▶
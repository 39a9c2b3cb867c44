//! SEDIMAR Flexure - plate-bending response to sediment loads
//!
//! Closed-form deflection of a thin elastic plate floating on an
//! inviscid mantle, evaluated with Kelvin-function Green's functions:
//! point loads, half-plane loads, and gridded load fields (superposed,
//! optionally in parallel by output row).

pub mod kelvin;
pub mod plate;

pub use kelvin::kei0;
pub use plate::{flexure_parameter, Isostasy};

/// Error types for the flexure kernel
#[derive(Debug, thiserror::Error)]
pub enum FlexureError {
    #[error("Invalid parameter: {0}")]
    InvalidParameter(String),

    #[error("Load grid shape ({0}, {1}) does not match deflection grid ({2}, {3})")]
    ShapeMismatch(usize, usize, usize, usize),

    #[error("Half-plane load is only defined for 1-D profiles")]
    NotOneDimensional,
}

pub type Result<T> = std::result::Result<T, FlexureError>;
◀
REQUIRED ACTION
Only the lines from the one with "load is only" through the end of the listing should be output, exactly as they appear.

ANSWER TO THIS EXERCISE
    #[error("Half-plane load is only defined for 1-D profiles")]
    NotOneDimensional,
}

pub type Result<T> = std::result::Result<T, FlexureError>;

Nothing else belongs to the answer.